■ PROMPT ■
Every line holding "DecodingKey" should be copied from the records below.

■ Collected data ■
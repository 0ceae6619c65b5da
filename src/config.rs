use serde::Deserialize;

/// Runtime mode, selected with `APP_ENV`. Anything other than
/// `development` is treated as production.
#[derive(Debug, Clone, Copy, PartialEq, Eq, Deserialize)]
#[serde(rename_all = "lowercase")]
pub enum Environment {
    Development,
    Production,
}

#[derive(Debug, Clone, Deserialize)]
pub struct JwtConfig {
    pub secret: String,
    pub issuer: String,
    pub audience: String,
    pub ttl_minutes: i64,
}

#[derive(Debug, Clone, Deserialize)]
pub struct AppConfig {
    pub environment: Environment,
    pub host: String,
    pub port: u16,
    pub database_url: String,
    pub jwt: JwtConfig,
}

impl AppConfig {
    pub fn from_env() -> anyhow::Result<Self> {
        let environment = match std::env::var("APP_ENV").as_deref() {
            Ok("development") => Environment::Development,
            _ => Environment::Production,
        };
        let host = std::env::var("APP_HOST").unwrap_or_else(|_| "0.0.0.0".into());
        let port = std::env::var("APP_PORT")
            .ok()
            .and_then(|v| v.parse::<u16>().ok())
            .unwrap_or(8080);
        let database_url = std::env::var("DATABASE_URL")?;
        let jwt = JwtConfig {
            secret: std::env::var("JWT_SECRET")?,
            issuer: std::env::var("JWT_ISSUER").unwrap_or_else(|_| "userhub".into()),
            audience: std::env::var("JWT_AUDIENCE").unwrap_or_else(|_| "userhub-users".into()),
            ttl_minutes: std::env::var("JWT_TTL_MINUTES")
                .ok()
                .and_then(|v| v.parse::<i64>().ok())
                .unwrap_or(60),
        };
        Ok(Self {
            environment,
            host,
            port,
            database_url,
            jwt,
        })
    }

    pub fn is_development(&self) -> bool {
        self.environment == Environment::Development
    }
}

...

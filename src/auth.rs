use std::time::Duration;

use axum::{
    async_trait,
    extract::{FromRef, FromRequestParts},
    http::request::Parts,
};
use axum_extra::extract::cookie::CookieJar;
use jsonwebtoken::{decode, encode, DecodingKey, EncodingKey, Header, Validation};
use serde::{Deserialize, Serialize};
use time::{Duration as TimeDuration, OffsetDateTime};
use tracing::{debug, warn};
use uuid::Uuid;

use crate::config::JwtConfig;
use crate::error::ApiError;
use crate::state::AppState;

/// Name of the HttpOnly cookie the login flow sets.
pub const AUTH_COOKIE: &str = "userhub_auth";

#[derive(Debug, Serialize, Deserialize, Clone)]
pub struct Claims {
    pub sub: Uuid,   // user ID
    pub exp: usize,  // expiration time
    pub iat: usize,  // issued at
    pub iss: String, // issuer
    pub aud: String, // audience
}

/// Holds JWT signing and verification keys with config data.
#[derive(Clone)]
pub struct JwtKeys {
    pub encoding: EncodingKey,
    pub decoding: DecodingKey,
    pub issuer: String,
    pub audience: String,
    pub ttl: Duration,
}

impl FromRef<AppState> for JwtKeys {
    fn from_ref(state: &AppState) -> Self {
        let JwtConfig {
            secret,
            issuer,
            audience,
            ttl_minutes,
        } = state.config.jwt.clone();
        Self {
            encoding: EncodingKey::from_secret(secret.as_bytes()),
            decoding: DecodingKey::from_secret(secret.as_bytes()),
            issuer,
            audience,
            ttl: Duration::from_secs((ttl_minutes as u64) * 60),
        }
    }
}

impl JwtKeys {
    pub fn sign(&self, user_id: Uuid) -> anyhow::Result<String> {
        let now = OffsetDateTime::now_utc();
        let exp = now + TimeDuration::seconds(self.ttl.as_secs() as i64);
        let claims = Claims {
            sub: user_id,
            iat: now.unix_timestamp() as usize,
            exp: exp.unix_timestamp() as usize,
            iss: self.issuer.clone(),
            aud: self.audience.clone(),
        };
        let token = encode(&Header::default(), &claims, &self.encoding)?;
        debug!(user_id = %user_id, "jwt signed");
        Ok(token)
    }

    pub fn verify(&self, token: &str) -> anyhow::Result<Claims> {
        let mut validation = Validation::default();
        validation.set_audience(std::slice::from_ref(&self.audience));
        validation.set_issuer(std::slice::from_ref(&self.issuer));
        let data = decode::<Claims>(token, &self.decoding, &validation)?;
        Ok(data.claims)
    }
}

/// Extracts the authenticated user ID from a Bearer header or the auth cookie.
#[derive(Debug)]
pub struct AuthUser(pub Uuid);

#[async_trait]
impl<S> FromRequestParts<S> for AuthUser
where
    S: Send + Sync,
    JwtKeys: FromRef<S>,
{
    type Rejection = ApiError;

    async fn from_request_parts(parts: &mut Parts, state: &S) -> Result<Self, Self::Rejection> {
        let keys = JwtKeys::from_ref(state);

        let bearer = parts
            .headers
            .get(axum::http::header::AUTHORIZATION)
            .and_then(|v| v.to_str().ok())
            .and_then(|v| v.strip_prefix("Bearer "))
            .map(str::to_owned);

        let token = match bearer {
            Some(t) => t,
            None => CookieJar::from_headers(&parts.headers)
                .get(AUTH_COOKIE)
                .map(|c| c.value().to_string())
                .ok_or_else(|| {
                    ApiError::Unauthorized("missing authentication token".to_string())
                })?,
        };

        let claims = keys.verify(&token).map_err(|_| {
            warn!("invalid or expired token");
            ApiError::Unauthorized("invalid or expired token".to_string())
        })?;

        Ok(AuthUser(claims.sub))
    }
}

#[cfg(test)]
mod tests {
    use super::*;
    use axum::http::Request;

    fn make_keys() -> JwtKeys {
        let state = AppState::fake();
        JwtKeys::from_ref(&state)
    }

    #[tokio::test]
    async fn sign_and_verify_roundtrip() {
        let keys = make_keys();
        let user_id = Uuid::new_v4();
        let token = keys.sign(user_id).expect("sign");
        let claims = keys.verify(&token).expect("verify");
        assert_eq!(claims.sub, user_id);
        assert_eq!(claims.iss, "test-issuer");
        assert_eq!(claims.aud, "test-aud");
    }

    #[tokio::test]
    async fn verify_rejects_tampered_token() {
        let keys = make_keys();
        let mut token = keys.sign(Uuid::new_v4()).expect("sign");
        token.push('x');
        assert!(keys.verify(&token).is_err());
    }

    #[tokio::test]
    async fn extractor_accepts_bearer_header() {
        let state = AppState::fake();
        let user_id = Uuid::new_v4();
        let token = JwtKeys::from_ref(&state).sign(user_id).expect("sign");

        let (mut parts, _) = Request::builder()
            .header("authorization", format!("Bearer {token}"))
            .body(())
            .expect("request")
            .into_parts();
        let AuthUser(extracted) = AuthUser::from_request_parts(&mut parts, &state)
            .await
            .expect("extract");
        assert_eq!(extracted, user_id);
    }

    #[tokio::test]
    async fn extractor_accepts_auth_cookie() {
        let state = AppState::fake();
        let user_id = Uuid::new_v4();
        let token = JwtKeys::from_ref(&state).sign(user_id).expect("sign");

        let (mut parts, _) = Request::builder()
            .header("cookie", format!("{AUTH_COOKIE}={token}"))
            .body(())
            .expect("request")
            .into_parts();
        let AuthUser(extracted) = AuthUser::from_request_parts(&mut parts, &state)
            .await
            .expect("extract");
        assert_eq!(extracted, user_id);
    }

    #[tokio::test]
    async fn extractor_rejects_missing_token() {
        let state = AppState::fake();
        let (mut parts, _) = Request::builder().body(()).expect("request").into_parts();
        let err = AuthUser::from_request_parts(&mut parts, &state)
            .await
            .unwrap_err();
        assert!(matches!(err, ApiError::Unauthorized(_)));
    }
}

■ RESPONSE ■
use jsonwebtoken::{decode, encode, DecodingKey, EncodingKey, Header, Validation};
    pub decoding: DecodingKey,
            decoding: DecodingKey::from_secret(secret.as_bytes()),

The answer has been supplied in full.